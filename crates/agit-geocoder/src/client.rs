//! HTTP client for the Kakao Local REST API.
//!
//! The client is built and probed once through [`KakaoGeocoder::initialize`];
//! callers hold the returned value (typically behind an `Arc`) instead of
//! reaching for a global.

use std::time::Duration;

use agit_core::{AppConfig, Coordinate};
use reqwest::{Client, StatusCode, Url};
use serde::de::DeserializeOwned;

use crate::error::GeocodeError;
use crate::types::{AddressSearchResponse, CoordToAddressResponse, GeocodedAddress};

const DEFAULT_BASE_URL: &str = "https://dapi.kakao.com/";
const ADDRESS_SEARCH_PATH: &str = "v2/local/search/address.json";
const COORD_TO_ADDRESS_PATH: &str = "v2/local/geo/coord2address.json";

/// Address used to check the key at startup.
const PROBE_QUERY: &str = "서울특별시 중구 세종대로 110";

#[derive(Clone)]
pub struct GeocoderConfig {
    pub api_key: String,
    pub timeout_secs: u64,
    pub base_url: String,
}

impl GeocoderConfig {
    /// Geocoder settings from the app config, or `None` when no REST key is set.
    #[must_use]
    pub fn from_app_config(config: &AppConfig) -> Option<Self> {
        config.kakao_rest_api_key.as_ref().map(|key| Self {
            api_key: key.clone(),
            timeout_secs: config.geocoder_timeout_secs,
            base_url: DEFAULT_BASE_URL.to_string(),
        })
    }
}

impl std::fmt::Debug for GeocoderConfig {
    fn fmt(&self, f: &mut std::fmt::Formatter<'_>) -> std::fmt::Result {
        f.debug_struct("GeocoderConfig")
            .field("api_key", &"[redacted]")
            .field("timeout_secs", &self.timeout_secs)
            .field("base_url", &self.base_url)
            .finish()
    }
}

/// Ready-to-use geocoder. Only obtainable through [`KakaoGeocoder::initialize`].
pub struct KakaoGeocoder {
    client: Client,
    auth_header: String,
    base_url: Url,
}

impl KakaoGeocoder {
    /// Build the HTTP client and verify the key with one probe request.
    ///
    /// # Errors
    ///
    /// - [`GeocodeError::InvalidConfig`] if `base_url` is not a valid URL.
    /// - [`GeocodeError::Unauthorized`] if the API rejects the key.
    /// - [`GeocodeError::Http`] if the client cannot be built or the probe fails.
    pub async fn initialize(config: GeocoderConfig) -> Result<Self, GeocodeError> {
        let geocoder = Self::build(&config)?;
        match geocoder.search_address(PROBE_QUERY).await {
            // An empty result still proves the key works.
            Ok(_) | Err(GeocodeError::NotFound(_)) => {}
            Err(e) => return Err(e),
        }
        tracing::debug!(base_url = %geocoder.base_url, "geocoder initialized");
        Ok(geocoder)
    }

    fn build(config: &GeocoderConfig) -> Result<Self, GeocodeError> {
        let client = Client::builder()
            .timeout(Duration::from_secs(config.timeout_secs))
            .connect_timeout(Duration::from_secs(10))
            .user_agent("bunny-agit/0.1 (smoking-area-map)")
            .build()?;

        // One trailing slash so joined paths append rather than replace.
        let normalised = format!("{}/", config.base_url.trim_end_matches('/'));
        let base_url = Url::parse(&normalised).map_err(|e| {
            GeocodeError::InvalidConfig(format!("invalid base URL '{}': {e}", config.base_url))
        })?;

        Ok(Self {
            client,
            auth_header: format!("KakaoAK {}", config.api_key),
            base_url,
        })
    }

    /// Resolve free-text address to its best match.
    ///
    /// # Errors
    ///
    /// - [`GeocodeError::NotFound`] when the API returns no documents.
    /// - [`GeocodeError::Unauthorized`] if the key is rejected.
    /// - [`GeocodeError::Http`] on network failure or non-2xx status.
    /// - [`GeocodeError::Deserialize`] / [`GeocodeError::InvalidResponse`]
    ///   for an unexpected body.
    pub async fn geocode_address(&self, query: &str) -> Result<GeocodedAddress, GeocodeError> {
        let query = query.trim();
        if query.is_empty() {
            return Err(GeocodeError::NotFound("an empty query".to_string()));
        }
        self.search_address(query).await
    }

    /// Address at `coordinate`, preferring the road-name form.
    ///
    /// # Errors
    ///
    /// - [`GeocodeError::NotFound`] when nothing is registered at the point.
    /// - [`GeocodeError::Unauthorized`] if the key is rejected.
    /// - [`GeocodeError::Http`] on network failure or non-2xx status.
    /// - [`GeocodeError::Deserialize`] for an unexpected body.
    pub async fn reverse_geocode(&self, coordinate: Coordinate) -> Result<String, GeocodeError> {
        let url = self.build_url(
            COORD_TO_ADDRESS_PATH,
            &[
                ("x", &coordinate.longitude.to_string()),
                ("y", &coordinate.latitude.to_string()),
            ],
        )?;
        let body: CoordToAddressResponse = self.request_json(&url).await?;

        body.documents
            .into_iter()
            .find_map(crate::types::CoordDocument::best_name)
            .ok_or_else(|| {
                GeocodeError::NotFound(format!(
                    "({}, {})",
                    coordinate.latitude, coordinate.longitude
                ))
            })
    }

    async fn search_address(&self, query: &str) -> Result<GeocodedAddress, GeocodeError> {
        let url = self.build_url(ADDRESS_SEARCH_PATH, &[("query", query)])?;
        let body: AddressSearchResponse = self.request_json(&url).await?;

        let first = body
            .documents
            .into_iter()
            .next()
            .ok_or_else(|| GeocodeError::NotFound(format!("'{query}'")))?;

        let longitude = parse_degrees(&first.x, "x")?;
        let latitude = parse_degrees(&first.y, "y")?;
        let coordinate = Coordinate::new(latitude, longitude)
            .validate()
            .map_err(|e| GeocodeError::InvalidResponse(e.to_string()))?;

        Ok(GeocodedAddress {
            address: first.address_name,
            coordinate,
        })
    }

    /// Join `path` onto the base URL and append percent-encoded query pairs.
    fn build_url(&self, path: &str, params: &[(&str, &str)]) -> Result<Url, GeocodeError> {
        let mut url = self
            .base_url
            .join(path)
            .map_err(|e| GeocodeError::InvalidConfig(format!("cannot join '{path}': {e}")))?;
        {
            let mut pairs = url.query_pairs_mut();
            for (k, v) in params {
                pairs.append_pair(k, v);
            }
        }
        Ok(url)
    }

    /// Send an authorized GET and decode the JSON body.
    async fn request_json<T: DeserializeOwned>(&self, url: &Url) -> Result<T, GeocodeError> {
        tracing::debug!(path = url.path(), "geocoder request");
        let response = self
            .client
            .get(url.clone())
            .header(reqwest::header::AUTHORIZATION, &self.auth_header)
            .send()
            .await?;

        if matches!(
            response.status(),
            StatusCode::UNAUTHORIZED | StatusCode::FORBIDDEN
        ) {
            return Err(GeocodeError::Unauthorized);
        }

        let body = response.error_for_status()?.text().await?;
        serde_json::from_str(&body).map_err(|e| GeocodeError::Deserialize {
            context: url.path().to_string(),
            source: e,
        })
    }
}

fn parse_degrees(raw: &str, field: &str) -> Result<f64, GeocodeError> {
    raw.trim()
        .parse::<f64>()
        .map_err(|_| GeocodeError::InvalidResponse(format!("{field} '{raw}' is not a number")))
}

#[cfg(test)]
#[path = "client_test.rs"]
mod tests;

### TASK
How many lines in these records hold the string "impl"? Reply with the number alone.

### RESPONSE TO THE TASK
3